Da dieser Angriff unmissverständlich aufgezeigt hat, dass auch Schleswig für die Flüchtlinge keinen sicheren Ort mehr darstellt, fordern wir für die Zukunft:

– Eine lückenlose Benennung und Aufklärung aller rassistischen Gewalttaten

– Die konsequente Bestrafung von rechten Gewalttätern – allerdings nicht im Sinne von sinnloser Zwangsarbeit und Wegsperren, sondern auch mittels einer direkten Konfrontation mit ehemaligen Opfern und migrantischen Kultur-Organisationen

– Ein nachhaltig wirkendes und effizientes Schutz-Konzept für Flüchtlinge im Kreis Schleswig-Flensburg, das sich durch eine bewusste Beteiligung aller Flüchtlingshelfer_innen, aber auch von antirassistischen Gruppen sowie natürlich der Flüchtlinge selbst auszeichnet, da sie die unmittelbar Betroffenen von rassistischer und nazistischer Gewalt sind! Dabei scheint es nicht zwingend notwendig zu sein, auf die staatliche Bürokratie und Exekutive zurückzugreifen, die durch die Verabschiedung immer neuer ausländerfeindlicher Gesetze und einem strukturell verankerten Rassismus in den Institutionen vielmehr als Teil des Problems anzusehen sind, als das sie dazu geeignet wären, den Schutz der Flüchtlinge glaubhaft zu gewährleisten.

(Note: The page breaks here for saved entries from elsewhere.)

//! Role State
//!
//! Holds the role this participant currently plays. The election controller
//! is the only writer; any number of threads (or tasks) may wait for a role.

use std::sync::{Condvar, Mutex, MutexGuard, PoisonError};
use std::time::{Duration, Instant};

use serde::{Deserialize, Serialize};
use tokio::sync::watch;

use crate::error::{Error, Result};

/// Role of this process in the fleet
#[derive(Debug, Clone, Copy, PartialEq, Eq, Hash, Serialize, Deserialize)]
pub enum Role {
    /// Holds the exclusive primary role
    Primary,
    /// Any other participant
    Secondary,
}

impl std::fmt::Display for Role {
    fn fmt(&self, f: &mut std::fmt::Formatter<'_>) -> std::fmt::Result {
        match self {
            Role::Primary => write!(f, "PRIMARY"),
            Role::Secondary => write!(f, "SECONDARY"),
        }
    }
}

#[derive(Debug, Clone, Copy)]
struct Snapshot {
    role: Role,
    /// Set once by shutdown; no transitions happen afterwards
    interrupted: bool,
}

/// Guarded role value with blocking and async waits.
///
/// Every mutation happens under `current` and is followed by a broadcast on
/// `changed` and a publish on the watch channel, so blocking and async
/// waiters observe the same sequence of values.
pub struct RoleState {
    current: Mutex<Snapshot>,
    changed: Condvar,
    published: watch::Sender<Snapshot>,
}

impl RoleState {
    /// Create a role state starting as [`Role::Secondary`]
    pub fn new() -> Self {
        let initial = Snapshot {
            role: Role::Secondary,
            interrupted: false,
        };
        let (published, _) = watch::channel(initial);

        Self {
            current: Mutex::new(initial),
            changed: Condvar::new(),
            published,
        }
    }

    fn lock(&self) -> MutexGuard<'_, Snapshot> {
        self.current.lock().unwrap_or_else(PoisonError::into_inner)
    }

    fn wait<'a>(&self, guard: MutexGuard<'a, Snapshot>) -> MutexGuard<'a, Snapshot> {
        self.changed.wait(guard).unwrap_or_else(PoisonError::into_inner)
    }

    /// Current role
    pub fn role(&self) -> Role {
        self.lock().role
    }

    /// Whether shutdown has interrupted this state
    pub fn is_interrupted(&self) -> bool {
        self.lock().interrupted
    }

    /// Assign a new role and wake every waiter.
    ///
    /// Returns `false` (and changes nothing) once the state was interrupted.
    pub(crate) fn set(&self, role: Role) -> bool {
        let mut current = self.lock();
        if current.interrupted {
            return false;
        }

        current.role = role;
        self.published.send_replace(*current);
        self.changed.notify_all();
        true
    }

    /// Terminal transition: demote to secondary and fail every wait that can
    /// no longer be satisfied.
    pub(crate) fn interrupt(&self) {
        let mut current = self.lock();
        current.role = Role::Secondary;
        current.interrupted = true;
        self.published.send_replace(*current);
        self.changed.notify_all();
    }

    /// Block the calling thread until the role equals `target`.
    ///
    /// Returns [`Error::Interrupted`] if shutdown happens while the role is
    /// still different from `target`.
    pub fn wait_for_role(&self, target: Role) -> Result<()> {
        let mut current = self.lock();
        loop {
            if current.role == target {
                return Ok(());
            }
            if current.interrupted {
                return Err(Error::Interrupted);
            }
            current = self.wait(current);
        }
    }

    /// Like [`wait_for_role`](Self::wait_for_role) but gives up after `timeout`.
    ///
    /// Returns `Ok(false)` when the deadline passed first.
    pub fn wait_for_role_timeout(&self, target: Role, timeout: Duration) -> Result<bool> {
        let deadline = Instant::now() + timeout;
        let mut current = self.lock();
        loop {
            if current.role == target {
                return Ok(true);
            }
            if current.interrupted {
                return Err(Error::Interrupted);
            }

            let now = Instant::now();
            if now >= deadline {
                return Ok(false);
            }
            let (guard, _) = self
                .changed
                .wait_timeout(current, deadline - now)
                .unwrap_or_else(PoisonError::into_inner);
            current = guard;
        }
    }

    /// Async counterpart of [`wait_for_role`](Self::wait_for_role)
    pub async fn wait_for_role_async(&self, target: Role) -> Result<()> {
        let mut rx = self.published.subscribe();
        let snapshot = *rx
            .wait_for(|s| s.role == target || s.interrupted)
            .await
            .map_err(|_| Error::Interrupted)?;

        if snapshot.role == target {
            Ok(())
        } else {
            Err(Error::Interrupted)
        }
    }

    /// Block while the role equals `role`. Interruption takes precedence over
    /// the role check.
    pub(crate) fn hold_while(&self, role: Role) -> Result<()> {
        let mut current = self.lock();
        loop {
            if current.interrupted {
                return Err(Error::Interrupted);
            }
            if current.role != role {
                return Ok(());
            }
            current = self.wait(current);
        }
    }
}

impl Default for RoleState {
    fn default() -> Self {
        Self::new()
    }
}

#[cfg(test)]
mod tests {
    use super::*;
    use std::sync::Arc;
    use std::thread;

    #[test]
    fn test_initial_role() {
        let state = RoleState::new();
        assert_eq!(state.role(), Role::Secondary);
        assert!(!state.is_interrupted());
        state.wait_for_role(Role::Secondary).unwrap();
    }

    #[test]
    fn test_role_display() {
        assert_eq!(Role::Primary.to_string(), "PRIMARY");
        assert_eq!(Role::Secondary.to_string(), "SECONDARY");
    }

    #[test]
    fn test_parked_waiter_wakes_on_promotion() {
        let state = Arc::new(RoleState::new());

        let waiter = {
            let state = state.clone();
            thread::spawn(move || state.wait_for_role(Role::Primary))
        };

        thread::sleep(Duration::from_millis(50));
        assert!(!waiter.is_finished());

        assert!(state.set(Role::Primary));
        waiter.join().unwrap().unwrap();
        assert_eq!(state.role(), Role::Primary);
    }

    #[test]
    fn test_every_waiter_is_woken() {
        let state = Arc::new(RoleState::new());

        let waiters: Vec<_> = (0..8)
            .map(|_| {
                let state = state.clone();
                thread::spawn(move || state.wait_for_role(Role::Primary))
            })
            .collect();

        thread::sleep(Duration::from_millis(50));
        state.set(Role::Primary);

        for waiter in waiters {
            waiter.join().unwrap().unwrap();
        }
    }

    #[test]
    fn test_readers_agree_after_set() {
        let state = Arc::new(RoleState::new());
        state.set(Role::Primary);

        let readers: Vec<_> = (0..4)
            .map(|_| {
                let state = state.clone();
                thread::spawn(move || state.role())
            })
            .collect();

        for reader in readers {
            assert_eq!(reader.join().unwrap(), Role::Primary);
        }
    }

    #[test]
    fn test_wait_timeout() {
        let state = RoleState::new();
        let reached = state
            .wait_for_role_timeout(Role::Primary, Duration::from_millis(30))
            .unwrap();
        assert!(!reached);

        state.set(Role::Primary);
        let reached = state
            .wait_for_role_timeout(Role::Primary, Duration::from_millis(30))
            .unwrap();
        assert!(reached);
    }

    #[test]
    fn test_interrupt_fails_unreachable_waits() {
        let state = Arc::new(RoleState::new());

        let waiter = {
            let state = state.clone();
            thread::spawn(move || state.wait_for_role(Role::Primary))
        };

        thread::sleep(Duration::from_millis(50));
        state.interrupt();

        assert!(matches!(waiter.join().unwrap(), Err(Error::Interrupted)));
        assert!(state.wait_for_role(Role::Secondary).is_ok());

        // Terminal: later writes are ignored
        assert!(!state.set(Role::Primary));
        assert_eq!(state.role(), Role::Secondary);
    }

    #[test]
    fn test_hold_released_by_demotion() {
        let state = Arc::new(RoleState::new());
        state.set(Role::Primary);

        let holder = {
            let state = state.clone();
            thread::spawn(move || state.hold_while(Role::Primary))
        };

        thread::sleep(Duration::from_millis(50));
        assert!(!holder.is_finished());

        state.set(Role::Secondary);
        holder.join().unwrap().unwrap();
    }

    #[test]
    fn test_hold_released_by_interrupt() {
        let state = Arc::new(RoleState::new());
        state.set(Role::Primary);

        let holder = {
            let state = state.clone();
            thread::spawn(move || state.hold_while(Role::Primary))
        };

        thread::sleep(Duration::from_millis(50));
        state.interrupt();

        assert!(matches!(holder.join().unwrap(), Err(Error::Interrupted)));
    }

    #[tokio::test]
    async fn test_async_wait() {
        let state = Arc::new(RoleState::new());

        let waiter = {
            let state = state.clone();
            tokio::spawn(async move { state.wait_for_role_async(Role::Primary).await })
        };

        tokio::time::sleep(Duration::from_millis(20)).await;
        state.set(Role::Primary);

        waiter.await.unwrap().unwrap();
    }

    #[tokio::test]
    async fn test_async_wait_interrupted() {
        let state = Arc::new(RoleState::new());

        let waiter = {
            let state = state.clone();
            tokio::spawn(async move { state.wait_for_role_async(Role::Primary).await })
        };

        tokio::time::sleep(Duration::from_millis(20)).await;
        state.interrupt();

        assert!(matches!(waiter.await.unwrap(), Err(Error::Interrupted)));
    }
}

Außerdem fordern wir die gesellschaftliche Akzeptanz und Entkriminalisierung gegenüber allen antifaschistischen Strukturen im Raum Schleswig-Flensburg ein, die unentwegt daran arbeiten, den Rassist_Innen und Faschist_Innen die gesellschaftliche Hegemonie zu entreißen, zivilgesellschaftlichen Widerstand zu organisieren und dem rechten Mob die Stirn zu bieten – das ist nicht zum bürokratischen Nulltarif zu erhalten!

Nationalismus ist kein Lösungsansatz für einen global entfesselten Kapitalismus!
Rassismus ist kein Standpunkt, sondern die Vorstufe zum Pogrom!
Faschismus ist keine Meinung, sondern ein Verbrechen!